Alex Salmond is to hold talks with the leader of the Quebec separatist party who plans to hold the third referendum in three decades on splitting from Canada.
Pauline Marois, the Premier of Quebec, is to visit Scotland later this month for talks with the First Minister, raising fears that the SNP leader is planning a fall back second referendum if he fails to win independence the first time round.
Marois leads the Quebecois nationalist party which is currently the minority government in the ferderal Quebec parliament.
With the main Liberal opposition leaderless, Canadian constitutional experts expect her to push for an overall majority in an early election next year as a mandate to stage another independence referendum.
She is building on her minority with populist measures like proposing abolition of an increase in student fees, abolishing an increase in electricity bills and medical fees. Is this beginning to sound very 2007 to you?
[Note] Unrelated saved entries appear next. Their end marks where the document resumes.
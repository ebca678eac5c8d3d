//! diag.rs — Diagnostics du compilateur externe.
//!
//! En mode non-pretty, `tsc` écrit une ligne par diagnostic :
//!
//! ```text
//! chemin/fichier.ts(42,5): error TS2304: Cannot find name 'foo'.
//! error TS5023: Unknown compiler option '--frobnicate'.
//! ```
//!
//! On reconnaît la forme localisée et la forme globale ; les lignes de bruit
//! (résumés, blancs) ne produisent rien. Un diagnostic n'est jamais une
//! erreur de passe : il est remonté, loggé, et la compilation continue.

use std::fmt;

/// Gravité d'un diagnostic compilateur.
#[derive(Debug, Clone, Copy, PartialEq, Eq)]
pub enum Severity {
    Error,
    Warning,
}

impl Severity {
    pub const fn as_str(self) -> &'static str {
        match self {
            Self::Error => "error",
            Self::Warning => "warning",
        }
    }
}

impl fmt::Display for Severity {
    fn fmt(&self, f: &mut fmt::Formatter<'_>) -> fmt::Result {
        f.write_str(self.as_str())
    }
}

/// Un diagnostic structuré du compilateur.
///
/// Les champs de localisation sont absents pour les diagnostics globaux
/// (option inconnue, fichier de config illisible…).
#[derive(Debug, Clone, PartialEq, Eq)]
pub struct Diagnostic {
    pub file: Option<String>,
    pub line: Option<u32>,
    pub col: Option<u32>,
    /// Code du diagnostic, ex. `TS2304`.
    pub code: Option<String>,
    pub severity: Severity,
    pub message: String,
}

impl Diagnostic {
    /// Reconnaît une ligne de sortie `tsc`. `None` pour le bruit.
    pub fn parse_line(line: &str) -> Option<Self> {
        let line = line.trim();
        if line.is_empty() {
            return None;
        }

        // Forme localisée : `chemin(l,c): error TSnnnn: message`.
        for (needle, severity) in [
            ("): error TS", Severity::Error),
            ("): warning TS", Severity::Warning),
        ] {
            if let Some(idx) = line.find(needle) {
                let loc = &line[..idx];
                let open = loc.rfind('(')?;
                let file = &loc[..open];
                let mut coords = loc[open + 1..].splitn(2, ',');
                let l: u32 = coords.next()?.trim().parse().ok()?;
                let c: u32 = coords.next()?.trim().parse().ok()?;
                // `needle.len() - 2` ramène sur le "TS" du code.
                let rest = &line[idx + needle.len() - 2..];
                let colon = rest.find(':')?;
                return Some(Self {
                    file: Some(file.to_string()),
                    line: Some(l),
                    col: Some(c),
                    code: Some(rest[..colon].trim().to_string()),
                    severity,
                    message: rest[colon + 1..].trim().to_string(),
                });
            }
        }

        // Forme globale : `error TSnnnn: message`.
        for (prefix, severity) in [("error TS", Severity::Error), ("warning TS", Severity::Warning)]
        {
            if let Some(rest) = line.strip_prefix(prefix) {
                let colon = rest.find(':')?;
                return Some(Self {
                    file: None,
                    line: None,
                    col: None,
                    code: Some(format!("TS{}", rest[..colon].trim())),
                    severity,
                    message: rest[colon + 1..].trim().to_string(),
                });
            }
        }

        None
    }

    /// Message complet, au format que `tsc` emploie lui-même.
    pub fn formatted(&self) -> String {
        match (&self.file, self.line, self.col, &self.code) {
            (Some(file), Some(line), Some(col), Some(code)) => {
                format!("{file}({line},{col}): {} {code}: {}", self.severity, self.message)
            }
            (_, _, _, Some(code)) => format!("{} {code}: {}", self.severity, self.message),
            _ => format!("{}: {}", self.severity, self.message),
        }
    }
}

/* ─────────────────────────── Tests ─────────────────────────── */

#[cfg(test)]
mod tests {
    use super::*;

    #[test]
    fn parse_located_error() {
        let d = Diagnostic::parse_line(
            "src/a.ts(12,5): error TS2304: Cannot find name 'foo'.",
        )
        .unwrap();
        assert_eq!(d.file.as_deref(), Some("src/a.ts"));
        assert_eq!(d.line, Some(12));
        assert_eq!(d.col, Some(5));
        assert_eq!(d.code.as_deref(), Some("TS2304"));
        assert_eq!(d.severity, Severity::Error);
        assert_eq!(d.message, "Cannot find name 'foo'.");
    }

    #[test]
    fn parse_located_warning() {
        let d = Diagnostic::parse_line("lib/b.ts(3,1): warning TS6133: 'x' is declared but never used.")
            .unwrap();
        assert_eq!(d.severity, Severity::Warning);
        assert_eq!(d.code.as_deref(), Some("TS6133"));
    }

    #[test]
    fn parse_global_error() {
        let d = Diagnostic::parse_line("error TS5023: Unknown compiler option '--frobnicate'.")
            .unwrap();
        assert!(d.file.is_none());
        assert!(d.line.is_none());
        assert_eq!(d.code.as_deref(), Some("TS5023"));
        assert_eq!(d.message, "Unknown compiler option '--frobnicate'.");
    }

    #[test]
    fn message_keeps_its_own_colons() {
        let d = Diagnostic::parse_line(
            "a.ts(1,1): error TS2322: Type 'string' is not assignable to type: number.",
        )
        .unwrap();
        assert_eq!(d.message, "Type 'string' is not assignable to type: number.");
    }

    #[test]
    fn noise_is_skipped() {
        for line in ["", "   ", "Found 2 errors.", "Compilation complete. Watching for file changes."] {
            assert!(Diagnostic::parse_line(line).is_none(), "{line:?}");
        }
    }

    #[test]
    fn formatted_reproduces_the_tsc_shape() {
        let line = "src/a.ts(12,5): error TS2304: Cannot find name 'foo'.";
        let d = Diagnostic::parse_line(line).unwrap();
        assert_eq!(d.formatted(), line);
    }

    #[test]
    fn formatted_global_has_no_location() {
        let line = "error TS5023: Unknown compiler option '--frobnicate'.";
        let d = Diagnostic::parse_line(line).unwrap();
        assert_eq!(d.formatted(), line);
    }
}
A majority win for Marois would put Quebec politics back into a "neverendum" cul de sac, a cycle of referenda that opponents fear Salmond’s SNP would try to emulate if they lost the Scottish vote in 2014.
Quebec has already staged two referenda on breaking away from Canada. The first, in 1980, was a heavy defeat for separatists but the second one in 1995 saw 50.58 per cent voting "No" and 49.42 per cent voting "Yes".
Salmond confirmed the visit yesterday during a Q&A with foreign journalists. He said he welcomed foreign leaders of all stripes and said he never looked for exact international parallels. But he declined to say what the subject of the talks would be.